(Data extracted from a collection)
use crate::config::ScoutConfig;
use crate::models::Site;
use crate::scrapers::antibot::check_usable;
use crate::scrapers::browser::{BrowserFetcher, BrowserSettings};
use crate::scrapers::direct::DirectFetcher;
use crate::scrapers::errors::ScrapeError;
use crate::scrapers::render_proxy::RenderProxyFetcher;
use crate::scrapers::traits::FetchStrategy;
use anyhow::Result;
use tracing::{info, instrument, warn};
use url::Url;

/// Page content together with the tier that produced it
#[derive(Debug, Clone)]
pub struct FetchedPage {
    pub html: String,
    pub strategy: &'static str,
}

/// Tiered fetcher: each strategy runs only if the previous one failed or
/// returned unusable content.
pub struct Fetcher {
    strategies: Vec<Box<dyn FetchStrategy>>,
}

impl Fetcher {
    /// Browser, then render proxy (when configured), then direct HTTP.
    pub fn from_config(config: &ScoutConfig) -> Result<Self> {
        let mut strategies: Vec<Box<dyn FetchStrategy>> = Vec::new();

        if config.use_browser {
            strategies.push(Box::new(BrowserFetcher::new(BrowserSettings {
                flags: config.browser_flags.clone(),
                headless: config.headless,
                navigation_timeout: config.navigation_timeout,
                marker_timeout: config.marker_timeout,
            })));
        }
        if let Some(creds) = &config.render_proxy {
            strategies.push(Box::new(RenderProxyFetcher::new(
                creds.clone(),
                config.request_timeout,
            )?));
        }
        strategies.push(Box::new(DirectFetcher::new(config.request_timeout)?));

        Ok(Self { strategies })
    }

    pub fn with_strategies(strategies: Vec<Box<dyn FetchStrategy>>) -> Self {
        Self { strategies }
    }

    pub fn strategy_names(&self) -> Vec<&'static str> {
        self.strategies.iter().map(|s| s.name()).collect()
    }

    /// Returns the first usable page. Fatal errors stop immediately; otherwise
    /// the last tier's error is returned once every tier has failed.
    #[instrument(skip_all, fields(url = %url))]
    pub async fn fetch(&self, url: &Url, site: Site) -> Result<FetchedPage, ScrapeError> {
        let mut last_error = ScrapeError::EmptyContent;

        for strategy in &self.strategies {
            info!("Trying {} tier", strategy.name());

            let outcome = strategy
                .fetch(url, site)
                .await
                .and_then(|html| check_usable(&html).map(|_| html));

            match outcome {
                Ok(html) => {
                    info!("{} tier returned {} bytes", strategy.name(), html.len());
                    return Ok(FetchedPage {
                        html,
                        strategy: strategy.name(),
                    });
                }
                Err(e) if e.is_fatal() => return Err(e),
                Err(e) => {
                    warn!("{} tier failed: {}", strategy.name(), e);
                    last_error = e;
                }
            }
        }

        Err(last_error)
    }
}

#[cfg(test)]
mod tests {
    use super::*;
    use crate::config::RenderProxyCredentials;

    #[test]
    fn tier_order_follows_config() {
        let config = ScoutConfig::default();
        let fetcher = Fetcher::from_config(&config).unwrap();
        assert_eq!(fetcher.strategy_names(), vec!["headless-browser", "direct-http"]);

        let config = ScoutConfig::default()
            .without_browser()
            .with_render_proxy(RenderProxyCredentials::new("key"));
        let fetcher = Fetcher::from_config(&config).unwrap();
        assert_eq!(fetcher.strategy_names(), vec!["render-proxy", "direct-http"]);
    }
}
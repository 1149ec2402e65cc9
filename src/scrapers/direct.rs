use crate::models::Site;
use crate::scrapers::errors::ScrapeError;
use crate::scrapers::traits::FetchStrategy;
use anyhow::{Context, Result};
use async_trait::async_trait;
use reqwest::header::{ACCEPT, ACCEPT_LANGUAGE};
use reqwest::Client;
use std::time::Duration;
use tracing::{debug, info};
use url::Url;

const USER_AGENT: &str =
    "Mozilla/5.0 (Windows NT 10.0; Win64; x64; rv:115.0) Gecko/20100101 Firefox/115.0";

/// Plain GET with browser-like headers, the last resort tier
pub struct DirectFetcher {
    client: Client,
}

impl DirectFetcher {
    pub fn new(timeout: Duration) -> Result<Self> {
        let client = Client::builder()
            .timeout(timeout)
            .user_agent(USER_AGENT)
            .build()
            .context("Failed to create HTTP client")?;

        Ok(Self { client })
    }
}

#[async_trait]
impl FetchStrategy for DirectFetcher {
    async fn fetch(&self, url: &Url, site: Site) -> Result<String, ScrapeError> {
        info!("[*] HTTP fallback: {}", url);

        let response = self
            .client
            .get(url.clone())
            .header(
                ACCEPT,
                "text/html,application/xhtml+xml,application/xml;q=0.9,*/*;q=0.8",
            )
            .header(ACCEPT_LANGUAGE, site.accept_language())
            .send()
            .await
            .map_err(ScrapeError::from_reqwest_error)?;

        let status = response.status();
        if !status.is_success() {
            return Err(ScrapeError::Http { status });
        }

        let html = response
            .text()
            .await
            .map_err(ScrapeError::from_reqwest_error)?;
        debug!("Downloaded {} bytes of HTML", html.len());

        Ok(html)
    }

    fn name(&self) -> &'static str {
        "direct-http"
    }
}
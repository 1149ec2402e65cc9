//! Placeholder records derived from a listing URL alone.
//!
//! Used when the page itself cannot be read. The address comes from the
//! URL's path segments; price, area and bedrooms are fixed illustrative
//! ranges, not estimates of this particular property.

use url::Url;

use crate::models::{ListingRecord, NOT_AVAILABLE};

pub const ESTIMATED_PRICE: &str = "€250.000 - €450.000 (estimated)";
pub const ESTIMATED_LIVING_AREA: &str = "60 - 90 m² (estimated)";
pub const ESTIMATED_BEDROOMS: &str = "2 - 3 (estimated)";

const UNKNOWN: &str = "Unknown";

/// Leading segments that carry no address information.
const PREFIX_SEGMENTS: &[&str] = &["detail", "en", "nl", "es", "ca", "it", "pt"];

/// Listing-kind segments that precede the city.
const LISTING_KINDS: &[&str] = &[
    "koop", "huur", "venta", "alquiler", "comprar", "buy", "rent", "inmueble",
];

/// Property-type prefixes on street slugs, e.g. `appartement-aragohof-4-1`.
const SLUG_PREFIXES: &[&str] = &[
    "appartement-",
    "huis-",
    "parkeergelegenheid-",
    "bouwgrond-",
    "woonhuis-",
    "piso-",
    "casa-",
    "chalet-",
    "atico-",
];

/// Address-bearing parts of a listing path
#[derive(Debug, Default, PartialEq, Eq)]
pub struct PathParts {
    pub city: Option<String>,
    pub street: Option<String>,
    pub listing_id: Option<String>,
}

/// Split a listing path by position: optional locale/detail prefixes, a
/// listing-kind segment, then city, street slug and numeric id.
pub fn decompose(url: &Url) -> PathParts {
    let mut segments: Vec<&str> = url
        .path_segments()
        .map(|segs| segs.filter(|s| !s.is_empty()).collect())
        .unwrap_or_default();

    while segments
        .first()
        .is_some_and(|s| PREFIX_SEGMENTS.contains(&s.to_ascii_lowercase().as_str()))
    {
        segments.remove(0);
    }
    if segments
        .first()
        .is_some_and(|s| LISTING_KINDS.contains(&s.to_ascii_lowercase().as_str()))
    {
        segments.remove(0);
    }

    let listing_id = if segments
        .last()
        .is_some_and(|last| last.chars().all(|c| c.is_ascii_digit()))
    {
        segments.pop().map(str::to_string)
    } else {
        None
    };

    let mut rest = segments.into_iter();
    let city = rest.next().map(title_case_slug).filter(|s| !s.is_empty());
    let street = rest.next().map(street_from_slug).filter(|s| !s.is_empty());

    PathParts {
        city,
        street,
        listing_id,
    }
}

fn title_case_slug(slug: &str) -> String {
    slug.split(['-', '_'])
        .filter(|word| !word.is_empty())
        .map(|word| {
            let mut chars = word.chars();
            match chars.next() {
                Some(first) => first.to_uppercase().chain(chars.flat_map(char::to_lowercase)).collect(),
                None => String::new(),
            }
        })
        .collect::<Vec<String>>()
        .join(" ")
}

fn street_from_slug(slug: &str) -> String {
    let lower = slug.to_ascii_lowercase();
    let trimmed = SLUG_PREFIXES
        .iter()
        .find_map(|prefix| lower.strip_prefix(prefix))
        .unwrap_or(lower.as_str());
    title_case_slug(trimmed)
}

/// Address text for the decomposed path, never empty.
pub fn address_from(parts: &PathParts) -> String {
    let city = parts.city.as_deref().unwrap_or(UNKNOWN);
    match &parts.street {
        Some(street) => format!("{street}, {city}"),
        None => format!("Property in {city}"),
    }
}

/// Build the estimated record for `url`. Pure: no network access.
pub fn estimate(url: &Url) -> ListingRecord {
    let parts = decompose(url);

    ListingRecord {
        address: address_from(&parts),
        price: ESTIMATED_PRICE.to_string(),
        living_area: ESTIMATED_LIVING_AREA.to_string(),
        bedrooms: ESTIMATED_BEDROOMS.to_string(),
        bathrooms: NOT_AVAILABLE.to_string(),
        year_built: NOT_AVAILABLE.to_string(),
        is_estimated: true,
        source_url: url.to_string(),
    }
}
//! Structured data islands embedded by the sites' server renderers.

use scraper::{Html, Selector};
use serde_json::{Map, Value};
use tracing::{debug, warn};

use super::numeric::to_integer;
use crate::models::{Field, PartialListing};
use crate::scrapers::errors::ScrapeError;

/// Key alternates per field, as dotted paths, tried in order.
const PRICE_KEYS: &[&str] = &["price", "offers.price", "priceInfo.amount"];
const AREA_KEYS: &[&str] = &["floorSize.value", "size", "surface"];
const BEDROOM_KEYS: &[&str] = &["numberOfRooms", "bedrooms", "rooms"];
const BATHROOM_KEYS: &[&str] = &["bathrooms", "wc"];
const YEAR_KEYS: &[&str] = &["constructionYear", "yearBuilt", "builtYear"];
const ADDRESS_PARTS: &[&str] = &["streetAddress", "postalCode", "addressLocality"];

/// Keys whose presence marks a payload object as a listing.
const LISTING_HINTS: &[&str] = &["address", "offers", "floorSize", "numberOfRooms"];

/// True when `obj` carries at least one listing hint or the first segment
/// of any field's key alternates.
fn looks_like_listing(obj: &Map<String, Value>) -> bool {
    LISTING_HINTS
        .iter()
        .copied()
        .chain(
            [PRICE_KEYS, AREA_KEYS, BEDROOM_KEYS, BATHROOM_KEYS, YEAR_KEYS]
                .into_iter()
                .flatten()
                .filter_map(|path| path.split('.').next()),
        )
        .any(|key| obj.contains_key(key))
}

/// Locate the listing object in the page's structured payloads.
///
/// The `__NEXT_DATA__` island wins over JSON-LD when it holds a listing.
/// Islands that fail to parse, or carry no listing keys, are skipped.
pub fn find_listing_object(document: &Html) -> Option<Map<String, Value>> {
    next_data_listing(document).or_else(|| json_ld_listing(document))
}

fn parse_island(kind: &str, raw: &str) -> Result<Value, ScrapeError> {
    serde_json::from_str(raw)
        .map_err(|e| ScrapeError::MalformedStructuredPayload(format!("{kind}: {e}")))
}

fn next_data_listing(document: &Html) -> Option<Map<String, Value>> {
    let selector = Selector::parse("script#__NEXT_DATA__").ok()?;
    let script = document.select(&selector).next()?;
    let raw = script.text().collect::<String>();

    let payload = match parse_island("__NEXT_DATA__", &raw) {
        Ok(value) => value,
        Err(e) => {
            warn!("{}", e);
            return None;
        }
    };

    let page_props = payload.get("props")?.get("pageProps")?;
    let estate = ["estate", "inmueble", "property"]
        .iter()
        .find_map(|key| page_props.get(*key).filter(|v| v.is_object()))
        .unwrap_or(page_props)
        .as_object()?;

    if !looks_like_listing(estate) {
        debug!("__NEXT_DATA__ has no listing keys");
        return None;
    }

    debug!("Using __NEXT_DATA__ payload");
    Some(estate.clone())
}

fn json_ld_listing(document: &Html) -> Option<Map<String, Value>> {
    let selector = Selector::parse(r#"script[type="application/ld+json"]"#).ok()?;

    for script in document.select(&selector) {
        let raw = script.text().collect::<String>();
        let value = match parse_island("ld+json", &raw) {
            Ok(value) => value,
            Err(e) => {
                warn!("{}", e);
                continue;
            }
        };

        let candidates = match value {
            Value::Array(items) => items,
            Value::Object(mut obj) => match obj.remove("@graph") {
                Some(Value::Array(items)) => items,
                _ => vec![Value::Object(obj)],
            },
            _ => continue,
        };

        for candidate in candidates {
            if let Value::Object(obj) = candidate {
                if looks_like_listing(&obj) {
                    debug!("Using ld+json payload");
                    return Some(obj);
                }
            }
        }
    }

    None
}

fn lookup<'a>(obj: &'a Map<String, Value>, path: &str) -> Option<&'a Value> {
    let mut parts = path.split('.');
    let mut current = obj.get(parts.next()?)?;
    for part in parts {
        current = current.get(part)?;
    }
    if current.is_null() {
        None
    } else {
        Some(current)
    }
}

fn value_to_integer(value: &Value) -> Option<i64> {
    match value {
        Value::Number(n) => n.as_i64().or_else(|| n.as_f64().map(|f| f.trunc() as i64)),
        Value::String(s) => to_integer(s),
        _ => None,
    }
}

fn first_integer(obj: &Map<String, Value>, keys: &[&str]) -> Option<i64> {
    keys.iter()
        .filter_map(|key| lookup(obj, key))
        .find_map(value_to_integer)
}

fn address_of(obj: &Map<String, Value>) -> Option<String> {
    match obj.get("address")? {
        Value::String(s) if !s.trim().is_empty() => Some(s.trim().to_string()),
        Value::Object(addr) => {
            let parts: Vec<&str> = ADDRESS_PARTS
                .iter()
                .filter_map(|key| addr.get(*key).and_then(Value::as_str))
                .map(str::trim)
                .filter(|s| !s.is_empty())
                .collect();
            if parts.is_empty() {
                None
            } else {
                Some(parts.join(", "))
            }
        }
        _ => None,
    }
}

/// Fill `partial` from a listing object. Returns the fields it set.
pub fn apply(obj: &Map<String, Value>, partial: &mut PartialListing) -> Vec<Field> {
    let mut filled = Vec::new();
    let mut offer = |field: Field, value: Option<String>| {
        if let Some(value) = value {
            if partial.offer(field, value) {
                filled.push(field);
            }
        }
    };

    offer(Field::Address, address_of(obj));
    offer(Field::Price, first_integer(obj, PRICE_KEYS).map(|n| format!("{n} €")));
    offer(Field::LivingArea, first_integer(obj, AREA_KEYS).map(|n| format!("{n} m²")));
    offer(Field::Bedrooms, first_integer(obj, BEDROOM_KEYS).map(|n| n.to_string()));
    offer(Field::Bathrooms, first_integer(obj, BATHROOM_KEYS).map(|n| n.to_string()));
    offer(Field::YearBuilt, first_integer(obj, YEAR_KEYS).map(|n| n.to_string()));

    filled
}
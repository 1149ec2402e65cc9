//! Recognizes bot-detection interstitials and unusable responses.

use super::errors::ScrapeError;

/// Phrases found on the challenge pages the listing sites serve to bots.
const BLOCK_MARKERS: &[&str] = &[
    "je bent bijna op de pagina die je zoekt",
    "captcha-delivery.com",
    "please enable js and disable any ad blocker",
    "pardon our interruption",
    "attention required! | cloudflare",
    "checking your browser before accessing",
    "access denied",
    "se ha detectado un uso indebido",
];

/// Shorter bodies cannot hold a listing page.
const MIN_CONTENT_LEN: usize = 100;

/// The first block marker present in `html`, if any.
pub fn block_marker(html: &str) -> Option<&'static str> {
    let lower = html.to_lowercase();
    BLOCK_MARKERS
        .iter()
        .copied()
        .find(|marker| lower.contains(marker))
}

pub fn is_blocked(html: &str) -> bool {
    block_marker(html).is_some()
}

/// Accept content only if it is neither near-empty nor a block page.
pub fn check_usable(html: &str) -> Result<(), ScrapeError> {
    if html.trim().len() < MIN_CONTENT_LEN {
        return Err(ScrapeError::EmptyContent);
    }
    if let Some(marker) = block_marker(html) {
        return Err(ScrapeError::BlockedByAntiBot(marker.to_string()));
    }
    Ok(())
}
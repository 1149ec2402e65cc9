use crate::models::Site;
use crate::scrapers::errors::ScrapeError;
use async_trait::async_trait;
use url::Url;

/// One way of obtaining a listing page's raw content.
/// The fetcher tries strategies in order until one yields usable content.
#[async_trait]
pub trait FetchStrategy: Send + Sync {
    /// Fetch the page, returning its raw HTML
    async fn fetch(&self, url: &Url, site: Site) -> Result<String, ScrapeError>;

    /// Name used in logs
    fn name(&self) -> &'static str;
}
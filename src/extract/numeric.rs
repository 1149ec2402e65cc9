//! Best-effort conversion of listing strings to numbers.

use regex::Regex;
use std::sync::OnceLock;

/// Trailing qualifiers Dutch and Spanish listings attach to prices.
fn qualifier_suffix() -> &'static Regex {
    static SUFFIX: OnceLock<Regex> = OnceLock::new();
    SUFFIX.get_or_init(|| {
        Regex::new(r"(?i)\s*(k\.k\.|v\.o\.n\.|/mes|/maand|per maand)\s*$").expect("static regex")
    })
}

/// Digit groups of three, e.g. `425.000` or `1,250,000`.
fn grouped_thousands() -> &'static Regex {
    static GROUPED: OnceLock<Regex> = OnceLock::new();
    GROUPED.get_or_init(|| Regex::new(r"^-?\d{1,3}([.,])\d{3}(?:[.,]\d{3})*$").expect("static regex"))
}

/// Drop qualifiers, currency symbols, units and whitespace. `None` if
/// anything but digits, separators and a sign remains.
fn clean(raw: &str) -> Option<String> {
    let without_suffix = qualifier_suffix().replace(raw.trim(), "");

    let mut cleaned = without_suffix
        .replace("m²", "")
        .replace("m2", "")
        .replace(['€', '$', '£'], "")
        .replace("EUR", "")
        .replace("kr", "");
    cleaned.retain(|c| !c.is_whitespace());

    if cleaned.is_empty() || !cleaned.chars().all(|c| c.is_ascii_digit() || c == '.' || c == ',' || c == '-') {
        return None;
    }
    Some(cleaned)
}

fn parse_cleaned(cleaned: String) -> Option<f64> {
    let dots = cleaned.matches('.').count();
    let commas = cleaned.matches(',').count();
    let normalized = match (dots, commas) {
        (0, 0) => cleaned,
        (_, c) if dots > 0 && c > 0 => cleaned.replace('.', "").replace(',', "."),
        (0, 1) => cleaned.replace(',', "."),
        (0, _) => cleaned.replace(',', ""),
        (1, 0) => cleaned,
        _ => cleaned.replace('.', ""),
    };

    normalized.parse::<f64>().ok()
}

/// Strip currency symbols, unit suffixes and separators, then parse.
///
/// Separator handling:
/// - both `.` and `,` present: `.` groups thousands, `,` is the decimal mark
/// - only `,`: decimal mark, unless it appears more than once
/// - only `.`: parsed as-is, unless it appears more than once
///
/// Returns `None` when nothing numeric remains.
pub fn to_number(raw: &str) -> Option<f64> {
    parse_cleaned(clean(raw)?)
}

/// Like [`to_number`], for monetary amounts: a lone separator followed by
/// exactly three digits groups thousands, so `"€ 425.000 k.k."` is 425000.
pub fn to_amount(raw: &str) -> Option<f64> {
    let cleaned = clean(raw)?;
    if let Some(caps) = grouped_thousands().captures(&cleaned) {
        let sep = caps.get(1).map_or('.', |m| if m.as_str() == "," { ',' } else { '.' });
        // Mixed separators ("1.234,567") are not a plain grouping.
        let other = if sep == '.' { ',' } else { '.' };
        if !cleaned.contains(other) {
            return cleaned.replace(sep, "").parse::<f64>().ok();
        }
    }
    parse_cleaned(cleaned)
}

/// [`to_amount`] truncated to an integer.
pub fn to_integer(raw: &str) -> Option<i64> {
    to_amount(raw).map(|n| n.trunc() as i64)
}
pub mod config;
pub mod estimate;
pub mod extract;
pub mod models;
pub mod pipeline;
pub mod scrapers;

pub use config::ScoutConfig;
pub use models::{ListingRecord, Site};
pub use pipeline::Pipeline;
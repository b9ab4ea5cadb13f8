//! Client helper for sending control requests to the resident process.

use chrono::Utc;
use hero_watch_core::host::{request, send_request};
use hero_watch_protocol::{Method, Response};
use rand::RngCore;
use serde_json::Value;
use std::path::Path;
use std::time::Duration;

const RETRY_DELAY_MS: u64 = 50;

/// Sends one request and returns its data payload. A refused request becomes `Err`.
pub fn call(socket: &Path, method: Method, params: Option<Value>) -> Result<Value, String> {
    let response = send_with_retry(socket, method, params)?;
    into_data(response)
}

fn send_with_retry(
    socket: &Path,
    method: Method,
    params: Option<Value>,
) -> Result<Response, String> {
    let id = make_request_id();
    match send_request(socket, &request(method, Some(id.clone()), params.clone())) {
        Ok(response) => Ok(response),
        Err(err) => {
            tracing::warn!(error = %err, ?method, "Failed to reach daemon");
            std::thread::sleep(Duration::from_millis(RETRY_DELAY_MS));
            send_request(socket, &request(method, Some(id), params)).map_err(|retry_err| {
                tracing::warn!(error = %retry_err, ?method, "Retry failed reaching daemon");
                retry_err
            })
        }
    }
}

fn into_data(response: Response) -> Result<Value, String> {
    if response.ok {
        return Ok(response.data.unwrap_or(Value::Null));
    }
    Err(match response.error {
        Some(error) => format!("{}: {}", error.code, error.message),
        None => "daemon refused the request".to_string(),
    })
}

fn make_request_id() -> String {
    let mut random = rand::thread_rng();
    let rand = random.next_u64();
    format!(
        "ctl-{}-{}-{:x}",
        Utc::now().timestamp_millis(),
        std::process::id(),
        rand
    )
}
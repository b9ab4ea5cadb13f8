//! # hero-watch-core
//!
//! Background order polling, alert delivery and self-resurrection for the
//! delivery-driver shell app.
//!
//! ## Design Principles
//!
//! - **Synchronous**: No async runtime. One scheduling thread owns the timer
//!   queue; network calls run on an [`Executor`] and report back through the inbox.
//! - **Platform behind traits**: Wake locks, sound, vibration, notifications,
//!   launching and platform timers are capability traits. [`host`] wires them
//!   to a Linux desktop session; `testing` (tests or the `testing` feature)
//!   provides recording fakes.
//! - **Never crash the host**: Every platform call is guarded locally; failures
//!   are logged and the surrounding operation degrades.
//!
//! ## Quick Start
//!
//! ```rust,ignore
//! use hero_watch_core::{ResidentDeps, ResidentProcess};
//!
//! let (process, inbox) = ResidentProcess::new(deps);
//! process.on_start();
//! process.run(inbox);
//! ```

pub mod alert;
pub mod boot;
pub mod clock;
pub mod config;
pub mod effects;
pub mod error;
pub mod host;
pub mod identity;
pub mod instance;
pub mod poller;
pub mod resident;
pub mod resurrection;
pub mod scheduler;
#[cfg(any(test, feature = "testing"))]
pub mod testing;
pub mod watchdog;

pub use alert::{AlertDispatcher, AlertPolicy, DispatchOutcome, SilenceReport};
pub use boot::{handle_restart_request, BootOutcome};
pub use clock::{Clock, ManualClock, SystemClock};
pub use config::{load_config, state_dir, store_path, WatchConfig};
pub use effects::{ActiveEffects, Effects};
pub use error::{Result, WatchError};
pub use identity::{PersistentIdentityStore, SessionIdentity, StoredCookies};
pub use instance::{lock_path_for, InstanceLock};
pub use poller::{HttpOrderEndpoint, OrderPoller, PendingOrderSignal};
pub use resident::{HealthSnapshot, Lifecycle, ResidentDeps, ResidentProcess};
pub use resurrection::{Launcher, ResurrectionController, RestartTrigger};
pub use scheduler::{Executor, Message, Scheduler, ThreadExecutor};
pub use watchdog::{run_watchdog, WatchdogVerdict};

> [REQUIRED WORK] Although the records may continue, retype only the lines from the first one through the one containing "pub struct FetchedPage", exactly as they appear.

> [RESPONSE TO THE TASK]
use crate::config::ScoutConfig;
use crate::models::Site;
use crate::scrapers::antibot::check_usable;
use crate::scrapers::browser::{BrowserFetcher, BrowserSettings};
use crate::scrapers::direct::DirectFetcher;
use crate::scrapers::errors::ScrapeError;
use crate::scrapers::render_proxy::RenderProxyFetcher;
use crate::scrapers::traits::FetchStrategy;
use anyhow::Result;
use tracing::{info, instrument, warn};
use url::Url;

/// Page content together with the tier that produced it
#[derive(Debug, Clone)]
pub struct FetchedPage {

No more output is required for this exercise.